Les Forces armées soudanaises (SAF) et les Forces de soutien rapide (FSR) ont officiellement repris samedi les négociations en vue d’un cessez-le-feu à Djeddah, en Arabie Saoudite, comme l’ont confirmé un communiqué publié par les médiateurs.
Les discussions sur le cessez-le-feu sont facilitées par le Royaume d’Arabie saoudite, les États-Unis d’Amérique, l’IGAD et l’Union africaine. Les deux organisations régionales participent pour la première fois aux pourparlers.
Conformément aux objectifs de la Déclaration d’engagement de Djeddah du 11 mai à protéger les civils du Soudan, les négociations ont fixé les objectifs suivants : faciliter l’acheminement de l’aide humanitaire, parvenir à un cessez-le-feu, mettre en œuvre des mesures de confiance et explorer la possibilité d’un accord global pour mettre fin aux hostilités.
Les facilitateurs ont clairement indiqué que les pourparlers n’aborderaient pas les questions politiques.

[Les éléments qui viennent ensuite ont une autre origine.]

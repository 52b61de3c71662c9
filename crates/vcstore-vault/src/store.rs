//! Document store façade over a [`DocumentBackend`].
//!
//! Plaintext mode persists `{content, meta}` as-is. Encrypted mode persists
//! `{jwe, indexed}`: the record sealed by a [`DocumentCipher`] plus blind
//! index entries from the [`BlindIndexTranslator`]. Callers use the same
//! filter-based API in both modes.

use crate::blind_index::{BlindIndexTranslator, HmacTokenizer};
use crate::envelope::EnvelopeCipher;
use crate::error::VaultResult;
use crate::key_hierarchy::KeyHierarchy;
use serde_json::{Map, Value};
use std::sync::Arc;
use vcstore_core::{
    index_entries_to_json, CredentialRecord, DocumentBackend, DocumentCipher, Filter,
    IndexTokenizer, RawDocument, StoreError, StoreResult, StoredDocument, INDEXED_FIELD,
};

/// Field holding the sealed record on an encrypted document.
pub const SEALED_FIELD: &str = "jwe";

pub struct DocumentStore<B: DocumentBackend> {
    backend: B,
    translator: BlindIndexTranslator,
    cipher: Option<Arc<dyn DocumentCipher>>,
}

impl<B: DocumentBackend> DocumentStore<B> {
    pub fn plaintext(backend: B) -> Self {
        Self {
            backend,
            translator: BlindIndexTranslator::plaintext(),
            cipher: None,
        }
    }

    pub fn encrypted(
        backend: B,
        tokenizer: Arc<dyn IndexTokenizer>,
        cipher: Arc<dyn DocumentCipher>,
    ) -> Self {
        Self {
            backend,
            translator: BlindIndexTranslator::blind(tokenizer),
            cipher: Some(cipher),
        }
    }

    /// Encrypted store keyed from a [`KeyHierarchy`]: HMAC tokenizer over
    /// the index key, envelope cipher over the sealing key.
    pub fn with_keys(backend: B, keys: &KeyHierarchy) -> VaultResult<Self> {
        let tokenizer = Arc::new(HmacTokenizer::from_hierarchy(keys)?);
        let cipher = Arc::new(EnvelopeCipher::from_hierarchy(keys)?);
        Ok(Self::encrypted(backend, tokenizer, cipher))
    }

    pub fn is_encrypted(&self) -> bool {
        self.cipher.is_some()
    }

    pub fn backend(&self) -> &B {
        &self.backend
    }

    /// Ask the backend for the indexes this mode relies on.
    pub async fn ensure_indexes(&self) -> StoreResult<()> {
        self.backend
            .ensure_index(self.translator.index_fields())
            .await
    }

    pub async fn insert(&self, record: &CredentialRecord) -> StoreResult<StoredDocument> {
        let body = self.encode(record)?;
        let id = self.backend.insert(body).await?;
        tracing::debug!(document_id = %id, encrypted = self.is_encrypted(), "document stored");
        Ok(StoredDocument::from_record(id, record.clone()))
    }

    /// Documents matching every clause of `filter`.
    pub async fn find(&self, filter: &Filter) -> StoreResult<Vec<StoredDocument>> {
        let selector = self.translator.translate(filter)?;
        let raw = self.backend.find(&selector).await?;
        raw.into_iter().map(|doc| self.decode(doc)).collect()
    }

    /// Documents matching at least one of `filters`, in one backend lookup.
    pub async fn find_any(&self, filters: &[Filter]) -> StoreResult<Vec<StoredDocument>> {
        let selector = self.translator.translate_any(filters)?;
        let raw = self.backend.find(&selector).await?;
        raw.into_iter().map(|doc| self.decode(doc)).collect()
    }

    /// Remove the first document matching `filter`.
    ///
    /// Returns `false` when nothing matched or the backend reports the
    /// document as already gone; other backend errors propagate.
    pub async fn delete(&self, filter: &Filter) -> StoreResult<bool> {
        let selector = self.translator.translate(filter)?;
        let outcome = match self.backend.find(&selector).await {
            Ok(found) => match found.into_iter().next() {
                Some(doc) => self.backend.remove(&doc.id).await.map(|()| true),
                None => Ok(false),
            },
            Err(e) => Err(e),
        };

        match outcome {
            Err(e) if e.is_not_found() => {
                tracing::debug!(error = %e, "delete target already gone");
                Ok(false)
            }
            other => other,
        }
    }

    fn encode(&self, record: &CredentialRecord) -> StoreResult<Value> {
        let plain = record.to_value()?;
        let Some(cipher) = &self.cipher else {
            return Ok(plain);
        };

        let entries = self.translator.index_entries(&plain)?;
        let sealed = cipher.seal(&serde_json::to_vec(&plain)?)?;
        let mut body = Map::new();
        body.insert(SEALED_FIELD.to_string(), sealed);
        body.insert(INDEXED_FIELD.to_string(), index_entries_to_json(&entries));
        Ok(Value::Object(body))
    }

    fn decode(&self, raw: RawDocument) -> StoreResult<StoredDocument> {
        let Some(cipher) = &self.cipher else {
            return StoredDocument::from_body(raw.id, raw.body);
        };

        let sealed = raw.body.get(SEALED_FIELD).ok_or_else(|| {
            StoreError::Crypto(format!("document {} has no sealed payload", raw.id))
        })?;
        let plaintext = cipher.open(sealed)?;
        let record: CredentialRecord = serde_json::from_slice(&plaintext)?;
        Ok(StoredDocument::from_record(raw.id, record))
    }
}

#[cfg(test)]
mod tests {
    use super::*;
    use crate::in_memory_backend::InMemoryBackend;
    use serde_json::json;
    use vcstore_core::{attr, Credential, Meta, ProfileId};

    fn record(id: &str, issuer: &str) -> CredentialRecord {
        CredentialRecord {
            content: Credential::new(json!({
                "id": id,
                "type": ["VerifiableCredential", "AlumniCredential"],
                "issuer": issuer
            })),
            meta: Meta {
                profile_id: Some(ProfileId::new("p1")),
                issuer: Some(issuer.to_string()),
                ..Meta::default()
            },
        }
    }

    fn encrypted_store() -> DocumentStore<InMemoryBackend> {
        DocumentStore::with_keys(
            InMemoryBackend::new(),
            &KeyHierarchy::from_raw_key([0x5a; 32]),
        )
        .unwrap()
    }

    fn by_id(id: &str) -> Filter {
        Filter::new()
            .eq(attr::META_PROFILE_ID, "p1")
            .eq(attr::CONTENT_ID, id)
    }

    #[tokio::test]
    async fn test_plaintext_roundtrip() {
        let store = DocumentStore::plaintext(InMemoryBackend::new());
        let rec = record("urn:1", "urn:issuer:A");
        let stored = store.insert(&rec).await.unwrap();

        let found = store.find(&by_id("urn:1")).await.unwrap();
        assert_eq!(found.len(), 1);
        assert_eq!(found[0].id, stored.id);
        assert_eq!(found[0].content, rec.content);
        assert!(!store.is_encrypted());
    }

    #[tokio::test]
    async fn test_encrypted_roundtrip() {
        let store = encrypted_store();
        let rec = record("urn:1", "urn:issuer:A");
        store.insert(&rec).await.unwrap();

        let found = store.find(&by_id("urn:1")).await.unwrap();
        assert_eq!(found.len(), 1);
        assert_eq!(found[0].content, rec.content);
        assert_eq!(found[0].meta, rec.meta);
        assert!(store.is_encrypted());
    }

    #[tokio::test]
    async fn test_encrypted_body_layout() {
        let store = encrypted_store();
        store.insert(&record("urn:1", "urn:issuer:A")).await.unwrap();

        let bodies = store.backend().all_bodies();
        assert_eq!(bodies.len(), 1);
        assert!(bodies[0].get("jwe").is_some());
        assert!(bodies[0].get("content").is_none());
        assert!(bodies[0].get("meta").is_none());
        let groups = bodies[0]["indexed"].as_array().unwrap();
        assert_eq!(groups.len(), 1);
        assert!(groups[0]["hmac"]["id"]
            .as_str()
            .unwrap()
            .starts_with("urn:vcstore:hmac:"));
    }

    #[tokio::test]
    async fn test_find_any_single_lookup_no_duplicates() {
        let store = encrypted_store();
        store.insert(&record("urn:1", "urn:issuer:A")).await.unwrap();

        // both branches match the same document
        let filters = vec![
            Filter::new().eq(attr::CONTENT_TYPE, "AlumniCredential"),
            Filter::new().eq(attr::CONTENT_TYPE, "VerifiableCredential"),
        ];
        let found = store.find_any(&filters).await.unwrap();
        assert_eq!(found.len(), 1);
    }

    #[tokio::test]
    async fn test_delete_existing_and_missing() {
        let store = DocumentStore::plaintext(InMemoryBackend::new());
        store.insert(&record("urn:1", "urn:issuer:A")).await.unwrap();

        assert!(store.delete(&by_id("urn:1")).await.unwrap());
        assert!(!store.delete(&by_id("urn:1")).await.unwrap());
        assert_eq!(store.backend().count(), 0);
    }

    #[tokio::test]
    async fn test_ensure_indexes_per_mode() {
        let plain = DocumentStore::plaintext(InMemoryBackend::new());
        plain.ensure_indexes().await.unwrap();
        assert_eq!(
            plain.backend().index_definitions(),
            vec![vec![
                "content.id".to_string(),
                "meta.parentId".to_string(),
                "meta.profileId".to_string(),
                "meta.displayable".to_string(),
            ]]
        );

        let enc = encrypted_store();
        enc.ensure_indexes().await.unwrap();
        assert_eq!(
            enc.backend().index_definitions(),
            vec![vec!["indexed".to_string()]]
        );
    }

    #[tokio::test]
    async fn test_wrong_key_cannot_decode() {
        let backend = Arc::new(InMemoryBackend::new());
        let writer = DocumentStore::with_keys(
            backend.clone(),
            &KeyHierarchy::from_raw_key([0x01; 32]),
        )
        .unwrap();
        writer.insert(&record("urn:1", "urn:issuer:A")).await.unwrap();

        let reader = DocumentStore::with_keys(backend, &KeyHierarchy::from_raw_key([0x02; 32]))
            .unwrap();
        // different index key: the blinded lookup finds nothing
        assert!(reader.find(&by_id("urn:1")).await.unwrap().is_empty());
    }
}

Dans un communiqué publié dimanche, le Département d’État a souligné l’importance pour les civils soudanais de prendre les devants pour façonner l’avenir du pays et déterminer le processus de résolution des problèmes politiques, rétablissant finalement la transition démocratique au Soudan.
Le quatuor de médiateurs a affirmé son rôle de porte-parole conjoint exclusif des négociations et a établi des règles de conduite convenues pour guider les procédures.
Alors que les délégations sont arrivées jeudi 26 octobre, des désaccords sont apparus quant à la composition des délégations, notamment concernant Omer Siddiq, un individu précédemment licencié par le comité de suppression de l’autonomisation et réintégré par la suite par al-Burhan après le coup d’État du 25 octobre 2021.
Dans leur déclaration, les facilitateurs ont précisé que Siddiq n’est plus membre de l’équipe de négociation mais sert plutôt d’expert au sein de la délégation de l’armée soudanaise.
Chaque délégation comprend six membres, dont une équipe de négociation de quatre membres et deux experts.
Le cessez-le-feu avait été interrompu en mai, l’armée soudanaise affirmant qu’un cessez-le-feu ne pourrait être conclu qu’une fois que les SFR se seraient retirées des zones urbaines.
Dans une déclaration distincte, Martin Griffiths, secrétaire général adjoint aux affaires humanitaires et coordonnateur des secours d’urgence, a annoncé que le Bureau des Nations Unies pour la coordination des affaires humanitaires superviserait l’aspect humanitaire de ces négociations.
Depuis le déclenchement du conflit à la mi-avril de cette année, plus d’un millier de vies ont été perdues et plus de cinq millions de personnes ont été déplacées. Cependant, seules 3,6 millions de personnes ont reçu une aide humanitaire, laissant 80 pour cent de ceux qui en ont besoin sans aide.
« Ces pourparlers représentent une opportunité cruciale de rassurer le peuple soudanais sur le fait qu’il n’est pas oublié, que nous prenons nos responsabilités internationales au sérieux et que nous nous engageons à garantir qu’il reçoive les soins, la protection et l’assistance vitale dont il a besoin. » a souligné Griffiths.